How do kmeans know how to cluster documents when we only feed it tfidf vectors of individual words?

I use scikit to learn the Kmeans algorithm to comment on comments.

sentence_list=['hello how are you', "I am doing great", "my name is abc"] vectorizer=TfidfVectorizer(min_df=1, max_df=0.9, stop_words='english', decode_error='ignore') vectorized=vectorizer.fit_transform(sentence_list) km=KMeans(n_clusters=num_clusters, init='k-means++',n_init=10, verbose=1) km.fit(vectorized) 

when I print the output with vectorized, it gives me an index of words and ratings of the tf-idf index.

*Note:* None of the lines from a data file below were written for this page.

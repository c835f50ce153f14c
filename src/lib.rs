pub mod config;
pub mod core;
pub mod domain;
pub mod utils;

#[cfg(feature = "cli")]
pub use config::cli::CliConfig;
pub use config::RuntimeConfig;
pub use core::rscript::RscriptEngine;
pub use core::session::{BackendInfo, Session};
pub use domain::model::EnrollmentRecord;
pub use domain::ports::{ConfigProvider, Engine};
pub use utils::error::{Result, SchoolDataError};

/// Crate version, the counterpart of the wrapped package's version string.
pub const VERSION: &str = env!("CARGO_PKG_VERSION");

/// Session over a local `Rscript`, configured from the environment.
/// Construction is cheap and spawns nothing; the first operation does.
pub fn default_session() -> Session<RscriptEngine<RuntimeConfig>> {
    let config = RuntimeConfig::from_env();
    let package = config.package.clone();
    Session::new(RscriptEngine::new(config), package)
}

pub async fn fetch_enr(end_year: i32) -> Result<Vec<EnrollmentRecord>> {
    default_session().fetch_enr(end_year).await
}

pub async fn get_available_years() -> Result<Vec<i32>> {
    default_session().get_available_years().await
}
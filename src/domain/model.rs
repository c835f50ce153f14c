use chrono::{Datelike, NaiveDate};
use serde::{Deserialize, Deserializer, Serialize};

/// One row of the tidy enrollment frame returned by `fetch_enr` in the
/// wrapped R package: one record per school and grade level for a given
/// school year.
#[derive(Debug, Clone, PartialEq, Eq, Serialize, Deserialize)]
pub struct EnrollmentRecord {
    pub end_year: i32,
    pub district_id: String,
    pub district_name: String,
    pub school_id: String,
    pub school_name: String,
    pub grade_level: String,
    /// Headcount for the row. Suppressed counts arrive from the backend as
    /// NA (an empty CSV field) and map to `None`.
    #[serde(deserialize_with = "deserialize_count")]
    pub enrollment: Option<u32>,
}

fn deserialize_count<'de, D>(deserializer: D) -> Result<Option<u32>, D::Error>
where
    D: Deserializer<'de>,
{
    let raw = String::deserialize(deserializer)?;
    let raw = raw.trim();
    if raw.is_empty() || raw == "NA" {
        return Ok(None);
    }
    raw.parse::<u32>().map(Some).map_err(serde::de::Error::custom)
}

/// End year of the school year containing `date`. Fall enrollment snapshots
/// belong to the academic year named by its ending calendar year, so from
/// July onward the current school year ends in the next calendar year.
pub fn end_year_for(date: NaiveDate) -> i32 {
    if date.month() >= 7 {
        date.year() + 1
    } else {
        date.year()
    }
}

pub fn current_end_year() -> i32 {
    end_year_for(chrono::Local::now().date_naive())
}
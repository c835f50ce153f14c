use anyhow::Context;
use clap::Parser;
use utschooldata::config::cli::{CliConfig, Command, OutputFormat};
use utschooldata::utils::logger;
use utschooldata::utils::validation::Validate;
use utschooldata::{EnrollmentRecord, Engine, Result, RscriptEngine, SchoolDataError, Session};

#[tokio::main]
async fn main() -> anyhow::Result<()> {
    let cli = CliConfig::parse();

    logger::init_cli_logger(cli.verbose);

    let config = cli
        .runtime_config()
        .context("failed to load configuration")?;
    config.validate().context("invalid configuration")?;

    let package = config.package.clone();
    let session = Session::new(RscriptEngine::new(config), package);

    if let Err(e) = run(&cli.command, &session).await {
        tracing::error!("command failed: {}", e);
        eprintln!("Error: {}", e);
        eprintln!("Hint: {}", e.recovery_suggestion());
        std::process::exit(e.exit_code());
    }

    Ok(())
}

async fn run<E: Engine>(command: &Command, session: &Session<E>) -> Result<()> {
    match command {
        Command::Years => {
            for year in session.get_available_years().await? {
                println!("{}", year);
            }
        }
        Command::Enr {
            end_year,
            format,
            output,
        } => {
            let records = session.fetch_enr(*end_year).await?;
            tracing::info!(
                "fetched {} enrollment rows for end year {}",
                records.len(),
                end_year
            );

            let rendered = render(&records, *format)?;
            match output {
                Some(path) => {
                    std::fs::write(path, rendered)?;
                    tracing::info!("wrote {}", path.display());
                }
                None => print!("{}", rendered),
            }
        }
        Command::Check => {
            let info = session.verify().await?;
            println!("R runtime: {}", info.r_version);
            println!("{} package: {}", session.package(), info.package_version);
        }
    }

    Ok(())
}

fn render(records: &[EnrollmentRecord], format: OutputFormat) -> Result<String> {
    match format {
        OutputFormat::Csv => {
            let mut writer = csv::Writer::from_writer(Vec::new());
            for record in records {
                writer.serialize(record)?;
            }
            let bytes = writer
                .into_inner()
                .map_err(|e| SchoolDataError::OutputError {
                    message: format!("could not flush CSV output: {}", e),
                })?;
            String::from_utf8(bytes).map_err(|e| SchoolDataError::OutputError {
                message: format!("CSV output is not UTF-8: {}", e),
            })
        }
        OutputFormat::Json => {
            let mut rendered = serde_json::to_string_pretty(records)?;
            rendered.push('\n');
            Ok(rendered)
        }
    }
}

So I'm interested, given that we get only the number of words tfidf, how do we manage cluster documents based on individual words, rather than evaluating the entire document? Or perhaps it is. Can someone explain to me the concept of this?

+5
source share
2 answers

You should see how the Kmeans algorithm works . At first, stop words never reach vectorized , so vectorized are completely ignored and have no effect on how document clusters are. Now suppose you have:

 sentence_list=["word1", "word2", "word2 word3"] 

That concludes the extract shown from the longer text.